The Reddit comment that started this
I came across a comment describing a team's process for making a simple DNS change: commit to GitHub, manually copy the PR number into Jenkins, manually trigger an apply pipeline, use custom CLI tooling for approvals, deal with undocumented linting formats. What should have been a 5-minute task had become a multi-hour ordeal — especially painful for non-developer engineers who just needed to update a record.
This isn't an edge case. I've seen versions of this at multiple organisations. And every time, the people who built the tooling genuinely believed they were making things better.
The real problem: we optimise for builders, not users
When a platform team builds internal tooling, they're usually solving for correctness and control — making sure changes are reviewed, auditable, and safe. These are valid goals. But somewhere in the process, the user experience of the person making the change gets deprioritised until it's an afterthought.
The result is tooling that's technically sound but practically unusable. Engineers route around it. They find the backdoor, the manual override, the "quick way" that bypasses the process entirely. And now you have neither safety nor usability.
What the DNS change example actually reveals
Let's break down what went wrong in that Reddit example:
- Manual PR number copying — the pipeline has no integration with the VCS. It's treating humans as the integration layer between two systems that should talk to each other.
- Manual pipeline trigger — automation that requires a human to trigger it is not automation. It's a reminder system with extra steps.
- Custom CLI for approvals — a separate tool for one step of the workflow breaks the mental model. Either everything happens in the CLI or nothing does.
- Undocumented linting formats — if you need tribal knowledge to use the tool, the tool is broken. Documentation is part of the product.
Each of these issues in isolation is minor. Together they create a system where making a DNS change requires expertise that has nothing to do with DNS.
The mindset shift: internal tools are products
The engineering teams using your platform are your users. They have the same right to a good user experience as your external customers. "Good enough for internal use" is not a standard — it's a symptom of deprioritised platform work.
Concretely, this means:
- Every workflow should have a clear happy path that requires no tribal knowledge
- Error messages should tell you what went wrong and what to do about it
- The number of systems a user has to touch for a single logical operation should be minimised
- Non-developer engineers should be able to complete routine operations without filing a ticket with the platform team
How to diagnose your own tooling
Ask someone who didn't build the tool to complete a routine operation — a DNS change, a new service deployment, an environment variable update — while you watch without helping. Don't intervene. Don't explain. Just observe where they get stuck.
Every point of confusion is a UX bug. Treat it like one.
Practical improvements that actually work
1. Collapse multi-system workflows into one trigger
# Bad: manual steps across three systems
# 1. Open PR in GitHub
# 2. Copy PR number
# 3. Paste into Jenkins job parameter
# 4. Click "Build Now"
# Good: one event triggers the whole workflow
# PR opened → GitHub webhook → Jenkins pipeline auto-triggers
# PR number passed automatically via ${{{{ github.event.pull_request.number }}}}
2. Make approval workflows part of the main interface
If your team uses Slack, approvals should happen in Slack. If they live in GitHub, approvals should be PR reviews. Don't introduce a third system for a single step in an otherwise two-system workflow.

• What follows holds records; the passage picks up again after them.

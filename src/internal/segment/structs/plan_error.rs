use thiserror::Error;

/// 分段规划错误，均属于调用方违约，直接失败不做兜底。
#[derive(Debug, Clone, PartialEq, Eq, Error)]
pub enum PlanError {
    #[error("分段数必须大于 0")]
    ZeroSegments,

    #[error("资源长度为 0，无法按范围切分")]
    EmptyResource,

    #[error("资源长度 {size} 小于分段数 {segments}")]
    TooManySegments { size: u64, segments: usize },
}
//! 分段下载：生成并 spawn 各段任务，以及等待所有任务完成。

use std::sync::Arc;
use std::time::Duration;

use reqwest::Client;
use tokio::sync::Semaphore;
use tokio::task::JoinSet;
use tracing::{debug, warn};
use url::Url;

use crate::internal::downloader::structs::{CancelHandle, DownloadError, FetchError};
use crate::internal::segment::structs::Segment;
use crate::internal::store::traits::SegmentStore;

use super::fetch_segment::{FetchSegmentParams, fetch_segment};

/// 单个分段任务的输出：(分段下标, 结果)。
pub(super) type SegmentTaskOutput = (usize, Result<u64, FetchError>);

/// 生成并 spawn 分段任务时的参数（形参超过 3 个，用 struct 承载）。
pub(super) struct SpawnSegmentTasksParams<'a> {
    pub client: &'a Client,
    pub url: &'a Url,
    pub segments: &'a [Segment],
    pub store: Arc<dyn SegmentStore>,
    pub max_concurrent: usize,
    pub segment_timeout: Option<Duration>,
}

/// 每个分段 spawn 一个任务；任务内先取信号量许可再发请求。
pub(super) fn spawn_segment_tasks(
    params: SpawnSegmentTasksParams<'_>,
) -> JoinSet<SegmentTaskOutput> {
    let semaphore = Arc::new(Semaphore::new(params.max_concurrent.max(1)));
    let mut tasks = JoinSet::new();

    for (index, segment) in params.segments.iter().copied().enumerate() {
        let client = params.client.clone();
        let url = params.url.clone();
        let store = Arc::clone(&params.store);
        let sem = Arc::clone(&semaphore);
        let segment_timeout = params.segment_timeout;

        tasks.spawn(async move {
            let result: Result<u64, FetchError> = async {
                let _permit = sem
                    .acquire_owned()
                    .await
                    .map_err(|_| FetchError::SemaphoreClosed)?;

                let fetch = fetch_segment(FetchSegmentParams {
                    client: &client,
                    url: &url,
                    index,
                    segment,
                    store: store.as_ref(),
                });

                match segment_timeout {
                    Some(limit) => tokio::time::timeout(limit, fetch)
                        .await
                        .map_err(|_| FetchError::Timeout(limit))?,
                    None => fetch.await,
                }
            }
            .await;

            (index, result)
        });
    }

    tasks
}

/// 等待全部分段任务完成。
///
/// 第一个失败（或外部取消）出现时中止其余任务，并等它们全部退出后再返回错误。
pub(super) async fn join_segment_tasks(
    tasks: &mut JoinSet<SegmentTaskOutput>,
    cancel: &CancelHandle,
) -> Result<(), DownloadError> {
    loop {
        let next = tokio::select! {
            biased;
            _ = cancel.cancelled() => Err(DownloadError::Cancelled),
            joined = tasks.join_next() => Ok(joined),
        };

        let failure = match next {
            Err(e) => e,
            Ok(None) => return Ok(()),
            Ok(Some(Ok((index, Ok(written))))) => {
                debug!(target: "download", index, written, "分段任务结束");
                continue;
            }
            Ok(Some(Ok((index, Err(source))))) => {
                DownloadError::Segment { index, source }
            }
            Ok(Some(Err(join_err))) => DownloadError::TaskJoin(join_err),
        };

        warn!(
            target: "download",
            error = %failure,
            remaining = tasks.len(),
            "中止剩余分段"
        );
        abort_and_drain(tasks).await;
        return Err(failure);
    }
}

async fn abort_and_drain(tasks: &mut JoinSet<SegmentTaskOutput>) {
    tasks.abort_all();
    while tasks.join_next().await.is_some() {}
}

3. Write runbooks for every non-obvious operation
The test: could a new engineer who joined last week complete this operation using only the runbook? If the answer is no, the runbook is incomplete. Every operation that touches production should have one.
4. Version and document your linting rules
# .github/CONTRIBUTING.md — make the rules visible
## DNS Record Format
Records must follow this format:
name: subdomain only (no trailing dot)
type: A | CNAME | MX | TXT
ttl: integer in seconds (minimum 300)
# Automate enforcement with pre-commit hooks
# so engineers get feedback before pushing, not after
The question worth asking your team
What's the most frustrating internal tool you use regularly? Not the most complex — the most frustrating. That's your highest-priority platform work. Fix that before adding new features to anything.
Automation should make things easier. If it's making things harder, it's not automation — it's overhead with a pipeline attached.